March 11th, 2010 Posted in Mortgage Info | No Comments »
by Adriana Noton

The monthly mortgage payment is one of the most expensive debts most of us pay each month. Unfortunately, the recent housing and economic crisis has left many homeowners struggling to keep up with their mortgage payments. If you are on a tight budget, there a number of ways you can reduce your monthly mortgage payments and alleviate the overwhelming financial stress. Below are a number of tips on paying and reducing monthly mortgage payments.

1. To counter the effects of the housing crisis and prevent foreclosures, the Federal Government and mortgage lenders have come up with mortgage programs that allow homeowners to take advantage of reduced mortgage interest rates.

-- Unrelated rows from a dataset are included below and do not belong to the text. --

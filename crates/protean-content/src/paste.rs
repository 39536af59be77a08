//! Paste/construction validation.
//!
//! When an object is copied into a container, the target may refuse the
//! paste: the copied object's type must still be constructible there.
//! The strategy is injected into whatever container logic performs the
//! paste; this crate only decides, it does not move objects.

use crate::content::Content;
use crate::error::ContentError;
use protean_kernel::{CapabilityCarrier, PermissionRegistry, TypeRegistry};
use std::sync::Arc;

/// Decides whether pasting `source` into `target` is allowed.
pub trait PasteValidator: Send + Sync {
    fn validate(&self, source: &Content, target: &Content) -> Result<(), ContentError>;
}

/// Asks the type registry whether the source type may be constructed in
/// the target. Untyped sources and unregistered types are allowed —
/// missing metadata never blocks basic object operation.
pub struct TypeConstraintValidator {
    types: Arc<dyn TypeRegistry>,
    permissions: Arc<dyn PermissionRegistry>,
    policy: Arc<dyn crate::security::SecurityPolicy>,
}

impl TypeConstraintValidator {
    pub fn new(
        types: Arc<dyn TypeRegistry>,
        permissions: Arc<dyn PermissionRegistry>,
        policy: Arc<dyn crate::security::SecurityPolicy>,
    ) -> Self {
        Self {
            types,
            permissions,
            policy,
        }
    }
}

impl PasteValidator for TypeConstraintValidator {
    fn validate(&self, source: &Content, target: &Content) -> Result<(), ContentError> {
        let Some(type_id) = source.type_id() else {
            return Ok(());
        };
        let Some(info) = self.types.lookup(type_id) else {
            return Ok(());
        };

        if !info.global_allow {
            return Err(ContentError::PasteNotAllowed {
                type_id: type_id.to_string(),
            });
        }

        if let Some(add_permission) = &info.add_permission
            && let Some(permission) = self.permissions.lookup(add_permission)
            && !self.policy.check_permission(&permission.title, target)
        {
            return Err(ContentError::PasteNotAllowed {
                type_id: type_id.to_string(),
            });
        }

        Ok(())
    }
}
//! Type and permission registries.
//!
//! Both registries are collaborator contracts: the resolver and the
//! projection layer consult them but never require them to be populated.
//! A miss always degrades (static resolution, field treated as viewable)
//! rather than raising.
//!
//! The in-memory implementations are registration-order independent
//! (`BTreeMap` keyed by identifier) and safe to share behind `Arc`.

use serde::{Deserialize, Serialize};
use std::collections::BTreeMap;
use std::sync::{Arc, RwLock};

/// Metadata for a registered content type.
#[derive(Debug, Clone, PartialEq, Eq, Serialize, Deserialize)]
#[serde(rename_all = "camelCase")]
pub struct TypeInfo {
    pub type_id: String,
    pub title: String,
    /// Permission name required to construct this type in a container.
    #[serde(default, skip_serializing_if = "Option::is_none")]
    pub add_permission: Option<String>,
    /// Whether the type may be constructed anywhere at all.
    pub global_allow: bool,
}

impl TypeInfo {
    pub fn new(type_id: impl Into<String>, title: impl Into<String>) -> Self {
        Self {
            type_id: type_id.into(),
            title: title.into(),
            add_permission: None,
            global_allow: true,
        }
    }

    pub fn with_add_permission(mut self, permission: impl Into<String>) -> Self {
        self.add_permission = Some(permission.into());
        self
    }

    pub fn with_global_allow(mut self, allowed: bool) -> Self {
        self.global_allow = allowed;
        self
    }
}

/// A registered, enforceable permission. The title is what the security
/// policy understands; the name is the registration key schemas tag
/// fields with.
#[derive(Debug, Clone, PartialEq, Eq, Serialize, Deserialize)]
#[serde(rename_all = "camelCase")]
pub struct Permission {
    pub name: String,
    pub title: String,
}

impl Permission {
    pub fn new(name: impl Into<String>, title: impl Into<String>) -> Self {
        Self {
            name: name.into(),
            title: title.into(),
        }
    }
}

/// Resolves a type identifier to its metadata.
pub trait TypeRegistry: Send + Sync {
    fn lookup(&self, type_id: &str) -> Option<Arc<TypeInfo>>;
}

/// Resolves a permission name to an enforceable permission.
pub trait PermissionRegistry: Send + Sync {
    fn lookup(&self, name: &str) -> Option<Arc<Permission>>;
}

#[derive(Debug, Default)]
pub struct InMemoryTypeRegistry {
    types: RwLock<BTreeMap<String, Arc<TypeInfo>>>,
}

impl InMemoryTypeRegistry {
    pub fn new() -> Self {
        Self::default()
    }

    pub fn register(&self, info: TypeInfo) -> Arc<TypeInfo> {
        let info = Arc::new(info);
        let mut types = self.types.write().unwrap_or_else(|e| e.into_inner());
        types.insert(info.type_id.clone(), Arc::clone(&info));
        info
    }

    pub fn unregister(&self, type_id: &str) {
        let mut types = self.types.write().unwrap_or_else(|e| e.into_inner());
        types.remove(type_id);
    }
}

impl TypeRegistry for InMemoryTypeRegistry {
    fn lookup(&self, type_id: &str) -> Option<Arc<TypeInfo>> {
        let types = self.types.read().unwrap_or_else(|e| e.into_inner());
        types.get(type_id).cloned()
    }
}

#[derive(Debug, Default)]
pub struct InMemoryPermissionRegistry {
    permissions: RwLock<BTreeMap<String, Arc<Permission>>>,
}

impl InMemoryPermissionRegistry {
    pub fn new() -> Self {
        Self::default()
    }

    pub fn register(&self, permission: Permission) -> Arc<Permission> {
        let permission = Arc::new(permission);
        let mut permissions = self
            .permissions
            .write()
            .unwrap_or_else(|e| e.into_inner());
        permissions.insert(permission.name.clone(), Arc::clone(&permission));
        permission
    }
}

impl PermissionRegistry for InMemoryPermissionRegistry {
    fn lookup(&self, name: &str) -> Option<Arc<Permission>> {
        let permissions = self.permissions.read().unwrap_or_else(|e| e.into_inner());
        permissions.get(name).cloned()
    }
}
//! Capability tags and ordered capability sets.
//!
//! A capability tag names a contract an object is declared to satisfy;
//! dispatch elsewhere in a host system selects behavior by scanning a
//! capability set front to back. Order is therefore part of the contract:
//! the most specific tag comes first, and composition must never let a
//! later tag shadow an earlier one.

use serde::{Deserialize, Serialize};
use std::fmt;

/// A named contract, e.g. `"content.document"` or `"behavior.versionable"`.
///
/// Tags are compared by name. Identity of the *sets* that carry them is
/// tracked separately (see [`crate::resolver::ResolvedCapabilities`]).
#[derive(Debug, Clone, PartialEq, Eq, Hash, PartialOrd, Ord, Serialize, Deserialize)]
pub struct CapabilityTag(pub String);

impl CapabilityTag {
    pub fn new(name: impl Into<String>) -> Self {
        Self(name.into())
    }

    pub fn name(&self) -> &str {
        &self.0
    }
}

impl fmt::Display for CapabilityTag {
    fn fmt(&self, f: &mut fmt::Formatter<'_>) -> fmt::Result {
        write!(f, "{}", self.0)
    }
}

/// An ordered set of capability tags, most specific first.
///
/// Duplicates are collapsed on construction, keeping the first occurrence
/// so that first-match-wins scans see the most specific declaration.
#[derive(Debug, Clone, Default, PartialEq, Eq, Serialize, Deserialize)]
pub struct CapabilitySet {
    tags: Vec<CapabilityTag>,
}

impl CapabilitySet {
    pub fn new(tags: impl IntoIterator<Item = CapabilityTag>) -> Self {
        let mut out = Self::empty();
        for tag in tags {
            out.push(tag);
        }
        out
    }

    /// Convenience constructor from tag names.
    pub fn from_names<I, S>(names: I) -> Self
    where
        I: IntoIterator<Item = S>,
        S: Into<String>,
    {
        Self::new(names.into_iter().map(CapabilityTag::new))
    }

    pub fn empty() -> Self {
        Self { tags: Vec::new() }
    }

    pub fn tags(&self) -> &[CapabilityTag] {
        &self.tags
    }

    pub fn is_empty(&self) -> bool {
        self.tags.is_empty()
    }

    pub fn len(&self) -> usize {
        self.tags.len()
    }

    pub fn contains(&self, name: &str) -> bool {
        self.tags.iter().any(|tag| tag.name() == name)
    }

    pub fn iter(&self) -> impl Iterator<Item = &CapabilityTag> {
        self.tags.iter()
    }

    /// Compose a new set from `leading` tags followed by every tag of `base`.
    ///
    /// Ordering contract: leading tags keep their given order and precede
    /// the base set; duplicates keep their first (most specific) position.
    pub fn compose(leading: impl IntoIterator<Item = CapabilityTag>, base: &CapabilitySet) -> Self {
        let mut out = Self::empty();
        for tag in leading {
            out.push(tag);
        }
        for tag in &base.tags {
            out.push(tag.clone());
        }
        out
    }

    fn push(&mut self, tag: CapabilityTag) {
        if !self.contains(tag.name()) {
            self.tags.push(tag);
        }
    }
}

#[cfg(test)]
mod tests {
    use super::*;

    #[test]
    fn construction_dedups_keeping_first_occurrence() {
        let set = CapabilitySet::from_names(["a", "b", "a", "c", "b"]);
        let names: Vec<&str> = set.iter().map(CapabilityTag::name).collect();
        assert_eq!(names, vec!["a", "b", "c"]);
    }

    #[test]
    fn compose_prepends_leading_tags_in_order() {
        let base = CapabilitySet::from_names(["x", "y"]);
        let composed = CapabilitySet::compose(
            [CapabilityTag::new("schema"), CapabilityTag::new("sub")],
            &base,
        );
        let names: Vec<&str> = composed.iter().map(CapabilityTag::name).collect();
        assert_eq!(names, vec!["schema", "sub", "x", "y"]);
    }

    #[test]
    fn compose_never_lets_base_shadow_leading_tags() {
        let base = CapabilitySet::from_names(["schema", "y"]);
        let composed = CapabilitySet::compose([CapabilityTag::new("schema")], &base);
        let names: Vec<&str> = composed.iter().map(CapabilityTag::name).collect();
        assert_eq!(names, vec!["schema", "y"]);
    }

    #[test]
    fn contains_matches_by_name() {
        let set = CapabilitySet::from_names(["content.item"]);
        assert!(set.contains("content.item"));
        assert!(!set.contains("content.container"));
    }
}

If you are having troubles paying your mortgage, this is a good time to approach your lender about refinancing your mortgage for a better rate. By refinancing, you will have a lower monthly mortgage payment.

If possible, try to get a long term fixed mortgage such as a 30 year mortgage because a fixed rate will not fluctuate if the markets start to decline. As well, if you are shopping your mortgage around for a good refinancing deal, check to see if a real estate agent or lender will waive such fees as the application fee. Getting a low interest rate and avoiding extra fees are key factors to getting a good mortgage refinancing deal.

2. A helpful tip on paying your mortgage payment is to pay a significant amount on the principle of the balance owing. If you pay a large amount on the principle, you may be able to get rid of the mortgage insurance payment which will decrease the amount you pay each month.

3. The longer you have a mortgage, such as a 30 year fixed rate mortgage, the less you will have to pay monthly. If you are applying for a mortgage or refinancing, try to get a long term mortgage. As well, if you can afford it, put a large chunk of money down on the mortgage as it will lower your monthly payments.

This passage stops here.